The combination of damp and warm weather in May means that despite pollen counts being no higher than usual, the pollen itself is stronger, experts have said.

Yolanda Clewlow, the Met Office relationship manager for health and air quality, told the Met Office's Weather Snap podcast: "The potency of these pollen grains could be more intense this year, and that comes down to the weather we've had in spring.

"A warm and wet May, coupled with a relatively warm spring, mean there's a chance that the pollen that has developed is particularly potent."

Grass pollen usually causes a spike in hay fever symptoms at the beginning of June and around the same time in July. This is due to around 150 types of grass pollen flowering simultaneously.

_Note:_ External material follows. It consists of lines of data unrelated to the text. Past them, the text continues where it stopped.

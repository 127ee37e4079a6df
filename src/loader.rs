use std::collections::HashMap;
use std::sync::Arc;

use async_graphql::Value;
use futures_util::future::{try_join_all, BoxFuture, Shared};
use futures_util::FutureExt;
use tokio::sync::{oneshot, Mutex};
use tracing::{debug, error};

use crate::error::LoadError;

pub(crate) const LOG_TARGET: &str = "graphql_directives::loader";

/// Backend batch-fetch function. Receives the distinct keys of one batch in
/// first-occurrence order and must return one value per key, in the same
/// order. Backend failures pass through to callers unmodified; retry policy
/// belongs to the function itself.
pub type BatchFn =
    Arc<dyn Fn(Vec<Value>) -> BoxFuture<'static, anyhow::Result<Vec<Value>>> + Send + Sync>;

/// Builds a [`BatchFn`] from an async closure.
pub fn batch_fn<F, Fut>(f: F) -> BatchFn
where
    F: Fn(Vec<Value>) -> Fut + Send + Sync + 'static,
    Fut: std::future::Future<Output = anyhow::Result<Vec<Value>>> + Send + 'static,
{
    Arc::new(move |keys| Box::pin(f(keys)))
}

/// Batching, per-request cache over a [`BatchFn`].
///
/// Concurrent `load` calls issued within one coalescing window (before the
/// scheduler yields back to the dispatch task) share a single backend call
/// over the distinct requested keys. A key is cached from the moment it is
/// first requested: later `load`s of the same key join the still-in-flight
/// result rather than refetching. Results, including failures, stay cached
/// for the lifetime of the cache, which is exactly one request: the owning
/// request context creates a fresh instance per operation and drops it with
/// the operation.
pub struct BatchLoadCache {
    batch_fn: BatchFn,
    state: Arc<Mutex<State>>,
}

/// In-flight results are shared oneshot receivers; if the dispatch side is
/// dropped before delivering, joiners observe [`LoadError::Aborted`].
type PendingResult = Shared<BoxFuture<'static, Result<Value, LoadError>>>;

enum Entry {
    Pending(PendingResult),
    Done(Result<Value, LoadError>),
}

struct State {
    // per-key results keyed by the canonical GraphQL literal of the key
    cache: HashMap<String, Entry>,
    batch: Option<Batch>,
}

struct Batch {
    // distinct keys in first-occurrence order, as handed to the batch fn;
    // one reply channel per key, same index
    keys: Vec<Value>,
    waiters: Vec<oneshot::Sender<Result<Value, LoadError>>>,
}

impl BatchLoadCache {
    pub fn new(batch_fn: BatchFn) -> Self {
        Self {
            batch_fn,
            state: Arc::new(Mutex::new(State { cache: HashMap::new(), batch: None })),
        }
    }

    /// Loads one key, suspending until the coalesced batch resolves. A key
    /// requested twice within the cache's lifetime hits the backend at most
    /// once, whether the first request already completed or is still in
    /// flight.
    pub async fn load(&self, key: Value) -> Result<Value, LoadError> {
        let cache_key = key.to_string();

        let pending = {
            let mut state = self.state.lock().await;
            if let Some(entry) = state.cache.get(&cache_key) {
                match entry {
                    Entry::Done(result) => return result.clone(),
                    Entry::Pending(shared) => shared.clone(),
                }
            } else {
                let (tx, rx) = oneshot::channel();
                let shared: PendingResult = rx
                    .map(|result| result.unwrap_or(Err(LoadError::Aborted)))
                    .boxed()
                    .shared();
                state.cache.insert(cache_key, Entry::Pending(shared.clone()));

                match state.batch.as_mut() {
                    Some(batch) => {
                        batch.keys.push(key);
                        batch.waiters.push(tx);
                    }
                    None => {
                        // first key of a new window, this call owns the
                        // dispatch; detached so cancelling this caller never
                        // strands the other waiters of the window
                        state.batch = Some(Batch { keys: vec![key], waiters: vec![tx] });
                        tokio::spawn(dispatch(self.batch_fn.clone(), self.state.clone()));
                    }
                }
                shared
            }
        };

        pending.await
    }

    /// Loads a sequence of keys, preserving input order in the output. All
    /// keys join the same coalescing window.
    pub async fn load_many(&self, keys: Vec<Value>) -> Result<Vec<Value>, LoadError> {
        try_join_all(keys.into_iter().map(|key| self.load(key))).await
    }
}

/// Drains the pending batch after yielding once, so every `load` issued
/// before the yield completes joins the window.
async fn dispatch(batch_fn: BatchFn, state: Arc<Mutex<State>>) {
    tokio::task::yield_now().await;

    let batch = {
        let mut state = state.lock().await;
        match state.batch.take() {
            Some(batch) => batch,
            None => return,
        }
    };

    debug!(target: LOG_TARGET, keys = batch.keys.len(), "Dispatching batch.");

    let results: Vec<Result<Value, LoadError>> = match (batch_fn)(batch.keys.clone()).await {
        Ok(values) if values.len() == batch.keys.len() => values.into_iter().map(Ok).collect(),
        Ok(values) => {
            let err = LoadError::BatchShapeMismatch {
                expected: batch.keys.len(),
                actual: values.len(),
            };
            error!(target: LOG_TARGET, error = %err, "Batch fetch returned wrong cardinality.");
            vec![Err(err); batch.keys.len()]
        }
        Err(e) => {
            error!(target: LOG_TARGET, error = %e, "Batch fetch failed.");
            let err = LoadError::Backend(Arc::new(e));
            vec![Err(err); batch.keys.len()]
        }
    };

    let mut state = state.lock().await;
    for ((key, result), tx) in batch.keys.iter().zip(results).zip(batch.waiters) {
        state.cache.insert(key.to_string(), Entry::Done(result.clone()));
        let _ = tx.send(result);
    }
}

Sky News weather producer Joanna Robinson said Saturday's grass pollen count was "very high".

Allergy UK also warned about a new phenomenon - thunderstorm asthma - whereby asthma and hay fever sufferers suffer worse symptoms when the weather is turbulent.

During storms, more pollution and pollen are thrown up into the air and breathed in by people - making symptoms of both conditions worse.

The charity also said the pollen season is starting earlier and lasting longer due to climate change.

Storm Alex, which hit the US southern coast earlier this week, could result in further unsettled weather for the UK this weekend, but temperatures are predicted to stay high.